Ecco nella sua nascita già prefigurato il suo destino divino, la Madre che ride diverrà la Madre che piange, i doni dei Magi diverranno gli unguenti funerari, il legno della culla diverrà il legno della croce. Il gregorianista Fulvio Rampi, commentando l'introito gregoriano di cui sopra osservava:
"È sempre Isaia 9 che offre il testo a questo introito, là dove il profeta annuncia la nascita di un “bambino”: traduzione corretta, questa, del termine “puer”, che risuona da subito in tutta la sua forza, ma che esige di essere arricchita di senso. L'impronta messianica di quel “puer” invita infatti a dilatarne la comprensione verso una prospettiva ben più ampia di un’atmosfera da presepio. Lo stesso “bambino” è da subito inteso come “servo”, chiamato a compiere il piano salvifico del Padre e sulle cui spalle – come avverte la seconda frase dello stesso introito – è stato posto tutto il potere".Nel Natale prefiguriamo già la Pasqua.
In fondo il nostro inno con ritornello, già dalla prima strofa ci immette in questa storia sacra: un bambino è nato in Betlemme e ne gioisce Gerusalemme. Ciò che accade nel piccolo ha risonanza nel grande, ciò che inizia in Betlemme risuonerà in grande nella Gerusalemme dell'apparente compimento terreno.
Il numero delle strofe del testo, probabilmente nato in area germanica, varia a seconda delle versioni. Il ritornello ci predispone al mistero dell'Incarnazione e alla novità cristiana: con la gioia nel cuore adoriamo Cristo nato con un cantico nuovo. Questa gioia che ci viene chiesta non è la gioia superficiale che si tenta di imporre in molti "canterelli" liturgici in cui si sfruttano gli effetti dionisiaci di certe armonie, ma in caso quella che deriva dalla compostezza apollinea della musica liturgica, una compostezza di cui ci occuperemo a breve parlando del canto in oggetto.
Nelle strofe ci viene richiamato questo vincolo con il carnale: assumpsit, concepit, processit, iacet... come ben dice Vittorio Messori nel suo "Ipotesi su Maria":
"senza la radice di carne che è il corpo di quella Donna, tutto il mistero dell’Incarnazione finisce col perdere l’indispensabile materialità per farsi evanescente spiritualismo, moralismo sermoneggiante o, peggio, pericolosa ideologia".

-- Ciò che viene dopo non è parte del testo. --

//! Indexed view over a package ABI: export and import lookup, class
//! hierarchies, memory layouts and the runtime type-id table.

use std::collections::HashMap;

use jig_types::abi::{
    Abi, ArgDef, ClassDef, ExportDef, FieldDef, FunctionDef, ImportDef, ObjectDef, TypeNode,
    CONSTRUCTOR,
};
use jig_types::primitives::{BUFFER_RTID, STRING_RTID};
use jig_types::value::Value;

use crate::error::ExecError;

/// Built-in object describing a jig's location data.
pub const OUTPUT_OBJECT: &str = "Output";
/// Built-in object describing a jig's lock.
pub const LOCK_OBJECT: &str = "Lock";
/// Built-in object handed to constructors before linking.
pub const JIG_INIT_PARAMS_OBJECT: &str = "JigInitParams";
/// Generic name for "any jig".
pub const JIG_TYPE: &str = "Jig";

const OUTPUT_FIELD: &str = "$output";
const LOCK_FIELD: &str = "$lock";

// ─── Primitive Types ────────────────────────────────────────────────────────

/// Numeric and boolean types stored inline as little-endian words.
#[derive(Debug, Clone, Copy, PartialEq, Eq, Hash)]
pub enum Prim {
    Bool,
    U8,
    U16,
    U32,
    U64,
    I8,
    I16,
    I32,
    I64,
    F32,
    F64,
}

È interessante questa osservazione, in quanto la "tota pulchra, sine macula" Maria è proprio Colei che ci lega al nostro destino di carne. Il rischio dell'"evanescente spiritualismo", proprio nel nostro tempo in cui trionfa il materialismo, sembra una reazione impazzita, una patologia non assente all'interno della Chiesa Cattolica. Ma in realtà il nostro canto invita tutta la creazione a farsi presente al mistero dell'Incarnazione: cognovit bos et asinus quod Puer erat Dominus. Anche il bue e l'asinello, gli animali che secondo una pia tradizione riscaldarono il neonato nella grotta, anche loro si arresero di fronte alla divinità del bambinello. Cioè, seguendo il ragionamento dell'anonimo estensore dell'inno, anche l'istinto animale cattura i bagliori della divinità.

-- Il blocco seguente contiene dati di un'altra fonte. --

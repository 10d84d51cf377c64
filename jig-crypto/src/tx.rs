use jig_types::error::TypesError;
use jig_types::instruction::Instruction;
use jig_types::primitives::PublicKey;
use jig_types::tx::Tx;

use crate::keys::{batch_verify, Keypair};

/// Verify every `SIGN`/`SIGNTO` instruction of a transaction and return
/// the verified signer set in instruction order.
pub fn verify_tx(tx: &Tx) -> Result<Vec<PublicKey>, TypesError> {
    let sigs = tx.signatures()?;
    let messages: Vec<&[u8]> = sigs.iter().map(|s| s.message.as_slice()).collect();
    let signatures: Vec<_> = sigs.iter().map(|s| s.sig).collect();
    let pubkeys: Vec<PublicKey> = sigs.iter().map(|s| s.pubkey).collect();
    batch_verify(&messages, &signatures, &pubkeys)?;
    Ok(pubkeys)
}

/// Append a `SIGN` instruction covering every non-signature instruction.
pub fn sign_tx(tx: &mut Tx, keypair: &Keypair) -> Result<(), TypesError> {
    let message = tx.sighash()?;
    tx.instructions.push(Instruction::Sign {
        sig: keypair.sign(&message),
        pubkey: keypair.public_key(),
    });
    Ok(())
}

/// Append a `SIGNTO` instruction covering everything before it.
pub fn sign_tx_to(tx: &mut Tx, keypair: &Keypair) -> Result<(), TypesError> {
    let message = tx.sighash_to(tx.instructions.len())?;
    tx.instructions.push(Instruction::SignTo {
        sig: keypair.sign(&message),
        pubkey: keypair.public_key(),
    });
    Ok(())
}

#[cfg(test)]
mod tests {
    use super::*;

    fn base_tx() -> Tx {
        Tx::new(vec![
            Instruction::Import { pkg_id: [1u8; 32] },
            Instruction::Lock {
                idx: 0,
                address: [2u8; 20],
            },
        ])
    }

    #[test]
    fn test_sign_and_verify() {
        let kp1 = Keypair::from_seed(&[1u8; 32]);
        let kp2 = Keypair::from_seed(&[2u8; 32]);
        let mut tx = base_tx();
        sign_tx_to(&mut tx, &kp1).unwrap();
        sign_tx(&mut tx, &kp2).unwrap();
        let signers = verify_tx(&tx).unwrap();
        assert_eq!(signers, vec![kp1.public_key(), kp2.public_key()]);
    }

    #[test]
    fn test_sign_survives_appended_signatures() {
        let kp1 = Keypair::from_seed(&[1u8; 32]);
        let kp2 = Keypair::from_seed(&[2u8; 32]);
        let mut tx = base_tx();
        sign_tx(&mut tx, &kp1).unwrap();
        sign_tx(&mut tx, &kp2).unwrap();
        assert_eq!(verify_tx(&tx).unwrap().len(), 2);
    }

    #[test]
    fn test_tampered_tx_rejected() {
        let kp = Keypair::from_seed(&[1u8; 32]);
        let mut tx = base_tx();
        sign_tx(&mut tx, &kp).unwrap();
        tx.instructions[1] = Instruction::Lock {
            idx: 0,
            address: [9u8; 20],
        };
        match verify_tx(&tx).unwrap_err() {
            TypesError::InvalidSignature { signer_index } => assert_eq!(signer_index, 0),
            other => panic!("unexpected error: {other}"),
        }
    }

    #[test]
    fn test_unsigned_tx_has_no_signers() {
        assert!(verify_tx(&base_tx()).unwrap().is_empty());
    }
}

Egli diviene simile a noi nella carne, ma dissimile nel peccato, prosegue il canto in questione, ma con la sua Incarnazione ci ha reso simili a Dio. Ci soccorre nella comprensione di questo passaggio San Josemaría Escrivá de Balaguer:
"La vita d'orazione e di penitenza e la consapevolezza della nostra filiazione divina, ci trasformano in cristiani di profonda pietà, simili a bambini davanti a Dio. La pietà è la virtù dei figli, e perché il figlio possa abbandonarsi nelle braccia di suo padre, deve essere e sentirsi piccolo, bisognoso di tutto. Ho meditato frequentemente sulla vita di infanzia spirituale: essa non è in contrasto con la fortezza; anzi, richiede una volontà forte, una maturità ben temprata, un carattere fermo e aperto. Pietà di bambini, dunque; ma non ignoranti, perché ognuno deve impegnarsi, nella misura delle sue possibilità, nello studio serio e scientifico della fede: la teologia non è altro che questo. Pietà di bambini — ripeto — e dottrina sicura di teologi. Il desiderio di acquistare la scienza teologica — la buona e sicura dottrina cristiana — è mosso, in primo luogo, dal bisogno di conoscere e amare Dio. Nello stesso tempo, è anche conseguenza della preoccupazione di un'anima fedele di scoprire il significato profondo di questo mondo, opera del Creatore. Con ricorrente monotonia, alcuni cercano di far rivivere una presunta incompatibilità tra fede e scienza, tra intelligenza umana e Rivelazione divina. Questa incompatibilità si manifesta, ma soltanto apparentemente, quando non si comprendono i termini reali del problema".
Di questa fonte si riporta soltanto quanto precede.